**PROBLEM**
Return a word-for-word copy of the complete listing below.

▬▬▬▬▬▬▬▬▬▬

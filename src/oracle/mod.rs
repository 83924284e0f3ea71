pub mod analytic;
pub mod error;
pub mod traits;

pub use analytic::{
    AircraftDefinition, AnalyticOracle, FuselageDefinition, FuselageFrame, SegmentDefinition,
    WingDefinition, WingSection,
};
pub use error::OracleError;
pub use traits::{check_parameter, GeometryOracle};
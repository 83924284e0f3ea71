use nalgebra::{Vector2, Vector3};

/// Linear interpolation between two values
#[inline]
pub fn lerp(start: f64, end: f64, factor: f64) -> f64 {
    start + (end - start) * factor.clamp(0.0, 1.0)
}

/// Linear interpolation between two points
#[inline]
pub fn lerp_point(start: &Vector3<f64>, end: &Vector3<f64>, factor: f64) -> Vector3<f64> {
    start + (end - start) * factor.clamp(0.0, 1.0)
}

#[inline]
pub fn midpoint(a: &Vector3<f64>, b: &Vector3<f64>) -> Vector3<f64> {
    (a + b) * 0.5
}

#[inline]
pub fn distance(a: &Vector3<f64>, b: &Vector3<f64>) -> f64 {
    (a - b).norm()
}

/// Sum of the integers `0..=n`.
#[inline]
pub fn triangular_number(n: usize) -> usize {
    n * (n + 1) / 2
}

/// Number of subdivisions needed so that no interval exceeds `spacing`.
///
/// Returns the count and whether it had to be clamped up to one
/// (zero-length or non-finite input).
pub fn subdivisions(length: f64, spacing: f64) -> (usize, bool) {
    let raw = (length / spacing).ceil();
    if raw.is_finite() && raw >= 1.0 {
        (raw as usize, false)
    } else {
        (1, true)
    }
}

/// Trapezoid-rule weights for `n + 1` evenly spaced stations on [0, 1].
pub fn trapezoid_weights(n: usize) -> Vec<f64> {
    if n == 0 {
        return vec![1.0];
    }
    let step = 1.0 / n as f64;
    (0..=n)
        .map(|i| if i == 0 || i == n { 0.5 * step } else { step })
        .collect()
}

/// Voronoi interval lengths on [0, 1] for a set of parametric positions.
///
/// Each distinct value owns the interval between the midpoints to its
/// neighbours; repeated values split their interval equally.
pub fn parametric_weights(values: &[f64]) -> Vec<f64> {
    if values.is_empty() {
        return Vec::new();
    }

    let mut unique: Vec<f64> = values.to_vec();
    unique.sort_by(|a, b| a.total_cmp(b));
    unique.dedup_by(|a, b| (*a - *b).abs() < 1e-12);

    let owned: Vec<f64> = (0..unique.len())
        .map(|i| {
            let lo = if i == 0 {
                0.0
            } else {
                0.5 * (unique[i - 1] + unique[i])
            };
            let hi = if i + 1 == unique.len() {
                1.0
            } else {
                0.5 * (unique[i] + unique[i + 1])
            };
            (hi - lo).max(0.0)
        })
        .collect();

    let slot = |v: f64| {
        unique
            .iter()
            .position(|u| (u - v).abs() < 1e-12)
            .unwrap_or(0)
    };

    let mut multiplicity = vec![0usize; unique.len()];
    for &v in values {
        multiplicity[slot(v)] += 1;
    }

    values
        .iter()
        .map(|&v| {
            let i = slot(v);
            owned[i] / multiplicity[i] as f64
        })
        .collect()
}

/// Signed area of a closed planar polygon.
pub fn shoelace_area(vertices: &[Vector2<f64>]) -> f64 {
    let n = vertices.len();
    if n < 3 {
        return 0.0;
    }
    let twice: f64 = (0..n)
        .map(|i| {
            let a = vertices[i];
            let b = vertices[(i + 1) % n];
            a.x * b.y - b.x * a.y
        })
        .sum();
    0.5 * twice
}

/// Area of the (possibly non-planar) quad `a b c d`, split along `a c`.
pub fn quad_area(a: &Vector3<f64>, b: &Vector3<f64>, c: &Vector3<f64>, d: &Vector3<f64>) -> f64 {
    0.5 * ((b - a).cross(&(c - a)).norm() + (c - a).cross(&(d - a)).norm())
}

▬▬▬▬▬▬▬▬▬▬

**REPLY**
filename src/oracle/mod.rs
repository 83924284e0f3ea71
pub mod analytic;
pub mod error;
pub mod traits;

pub use analytic::{
    AircraftDefinition, AnalyticOracle, FuselageDefinition, FuselageFrame, SegmentDefinition,
    WingDefinition, WingSection,
};
pub use error::OracleError;
pub use traits::{check_parameter, GeometryOracle};
repository 83924284e0f3ea71
use nalgebra::{Vector2, Vector3};

/// Linear interpolation between two values
#[inline]
pub fn lerp(start: f64, end: f64, factor: f64) -> f64 {
    start + (end - start) * factor.clamp(0.0, 1.0)
}

/// Linear interpolation between two points
#[inline]
pub fn lerp_point(start: &Vector3<f64>, end: &Vector3<f64>, factor: f64) -> Vector3<f64> {
    start + (end - start) * factor.clamp(0.0, 1.0)
}

#[inline]
pub fn midpoint(a: &Vector3<f64>, b: &Vector3<f64>) -> Vector3<f64> {
    (a + b) * 0.5
}

#[inline]
pub fn distance(a: &Vector3<f64>, b: &Vector3<f64>) -> f64 {
    (a - b).norm()
}

/// Sum of the integers `0..=n`.
#[inline]
pub fn triangular_number(n: usize) -> usize {
    n * (n + 1) / 2
}

/// Number of subdivisions needed so that no interval exceeds `spacing`.
///
/// Returns the count and whether it had to be clamped up to one
/// (zero-length or non-finite input).
pub fn subdivisions(length: f64, spacing: f64) -> (usize, bool) {
    let raw = (length / spacing).ceil();
    if raw.is_finite() && raw >= 1.0 {
        (raw as usize, false)
    } else {
        (1, true)
    }
}

/// Trapezoid-rule weights for `n + 1` evenly spaced stations on [0, 1].
pub fn trapezoid_weights(n: usize) -> Vec<f64> {
    if n == 0 {
        return vec![1.0];
    }
    let step = 1.0 / n as f64;
    (0..=n)
        .map(|i| if i == 0 || i == n { 0.5 * step } else { step })
        .collect()
}

/// Voronoi interval lengths on [0, 1] for a set of parametric positions.
///
/// Each distinct value owns the interval between the midpoints to its
/// neighbours; repeated values split their interval equally.
pub fn parametric_weights(values: &[f64]) -> Vec<f64> {
    if values.is_empty() {
        return Vec::new();
    }

    let mut unique: Vec<f64> = values.to_vec();
    unique.sort_by(|a, b| a.total_cmp(b));
    unique.dedup_by(|a, b| (*a - *b).abs() < 1e-12);

    let owned: Vec<f64> = (0..unique.len())
        .map(|i| {
            let lo = if i == 0 {
                0.0
            } else {
                0.5 * (unique[i - 1] + unique[i])
            };
            let hi = if i + 1 == unique.len() {
                1.0
            } else {
                0.5 * (unique[i] + unique[i + 1])
            };
            (hi - lo).max(0.0)
        })
        .collect();

    let slot = |v: f64| {
        unique
            .iter()
            .position(|u| (u - v).abs() < 1e-12)
            .unwrap_or(0)
    };

    let mut multiplicity = vec![0usize; unique.len()];
    for &v in values {
        multiplicity[slot(v)] += 1;
    }

    values
        .iter()
        .map(|&v| {
            let i = slot(v);
            owned[i] / multiplicity[i] as f64
        })
        .collect()
}

/// Signed area of a closed planar polygon.
pub fn shoelace_area(vertices: &[Vector2<f64>]) -> f64 {
    let n = vertices.len();
    if n < 3 {
        return 0.0;
    }
    let twice: f64 = (0..n)
        .map(|i| {
            let a = vertices[i];
            let b = vertices[(i + 1) % n];
            a.x * b.y - b.x * a.y
        })
        .sum();
    0.5 * twice
}

/// Area of the (possibly non-planar) quad `a b c d`, split along `a c`.
pub fn quad_area(a: &Vector3<f64>, b: &Vector3<f64>, c: &Vector3<f64>, d: &Vector3<f64>) -> f64 {
    0.5 * ((b - a).cross(&(c - a)).norm() + (c - a).cross(&(d - a)).norm())
}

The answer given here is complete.